§ **Data for this task**:
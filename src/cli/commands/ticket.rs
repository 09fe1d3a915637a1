use crate::cli::commands::open_pool;
use crate::cli::parser::{Commands, TicketCommand, parse_status};
use crate::config::Config;
use crate::core::ticket::{TicketLogic, TicketReport};
use crate::db::log::audit_quietly;
use crate::errors::AppResult;
use crate::models::ticket::TicketInput;
use crate::ui::messages::{info, success};
use crate::utils::colors::{BOLD, RESET, color_for_status, colorize_optional};
use crate::utils::formatting::{fmt_cpf, fmt_optional_timestamp, fmt_timestamp};
use crate::utils::table::{Column, Table};

pub fn handle(cmd: &Commands, cfg: &Config) -> AppResult<()> {
    let Commands::Ticket { action } = cmd else {
        return Ok(());
    };

    match action {
        TicketCommand::List { filter } => {
            let filter = filter.to_filter()?;
            let pool = open_pool(cfg)?;
            let report = TicketLogic::list(&pool, filter)?;

            if report.is_empty() {
                info("No tickets match the given filters.");
                return Ok(());
            }

            print_report(&report, cfg);
        }

        TicketCommand::Employees => {
            let pool = open_pool(cfg)?;
            let employees = TicketLogic::active_employees(&pool)?;

            if employees.is_empty() {
                info("No active employees.");
                return Ok(());
            }

            let mut table = Table::new(
                vec![Column::right("ID"), Column::left("NAME"), Column::left("CPF")],
                cfg.separator(),
            );
            for e in &employees {
                table.add_row(vec![e.id.to_string(), e.name.clone(), fmt_cpf(&e.cpf)]);
            }

            println!("👥 Active employees:\n");
            print!("{}", table.render());
        }

        TicketCommand::Add {
            employee_id,
            quantity,
        } => {
            let mut pool = open_pool(cfg)?;
            let input = TicketInput {
                employee_id: *employee_id,
                quantity: *quantity,
            };
            let ticket = TicketLogic::create(&mut pool, input)?;

            audit_quietly(
                &pool.conn,
                "ticket_add",
                &format!("#{}", ticket.id),
                &format!(
                    "Ticket for employee #{} (quantity {})",
                    ticket.employee_id, ticket.quantity
                ),
            );
            success(format!(
                "Ticket #{} created for employee #{} (quantity {}).",
                ticket.id, ticket.employee_id, ticket.quantity
            ));
        }

        TicketCommand::Update {
            id,
            quantity,
            status,
        } => {
            let status = parse_status(status)?;
            let mut pool = open_pool(cfg)?;
            let ticket = TicketLogic::update(&mut pool, *id, *quantity, status)?;

            audit_quietly(
                &pool.conn,
                "ticket_update",
                &format!("#{}", ticket.id),
                &format!(
                    "Quantity {}, status {}",
                    ticket.quantity,
                    ticket.status.code()
                ),
            );
            success(format!(
                "Ticket #{} updated (quantity {}, {}).",
                ticket.id,
                ticket.quantity,
                ticket.status.label().to_lowercase()
            ));
        }
    }

    Ok(())
}

fn print_report(report: &TicketReport, cfg: &Config) {
    let mut table = Table::new(
        vec![
            Column::right("ID"),
            Column::left("EMPLOYEE"),
            Column::right("QTY"),
            Column::left("STATUS"),
            Column::left("CREATED"),
            Column::left("UPDATED"),
        ],
        cfg.separator(),
    );

    for t in &report.tickets {
        table.add_row(vec![
            t.id.to_string(),
            format!("#{} {}", t.employee_id, report.employee_name(t)),
            t.quantity.to_string(),
            format!("{}{}{}", color_for_status(t.status), t.status.label(), RESET),
            fmt_timestamp(&t.created_at, &cfg.date_format),
            colorize_optional(&fmt_optional_timestamp(&t.updated_at, &cfg.date_format)),
        ]);
    }

    println!("🎫 Tickets:\n");
    print!("{}", table.render());
    println!(
        "\n{}Total: {} ticket(s), quantity {}{}",
        BOLD,
        report.tickets.len(),
        report.total_quantity(),
        RESET
    );
}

§ **Task instructions**: List all lines above in which the string "BOLD" appears.

§ **Your response**:
use crate::utils::colors::{BOLD, RESET, color_for_status, colorize_optional};
        BOLD,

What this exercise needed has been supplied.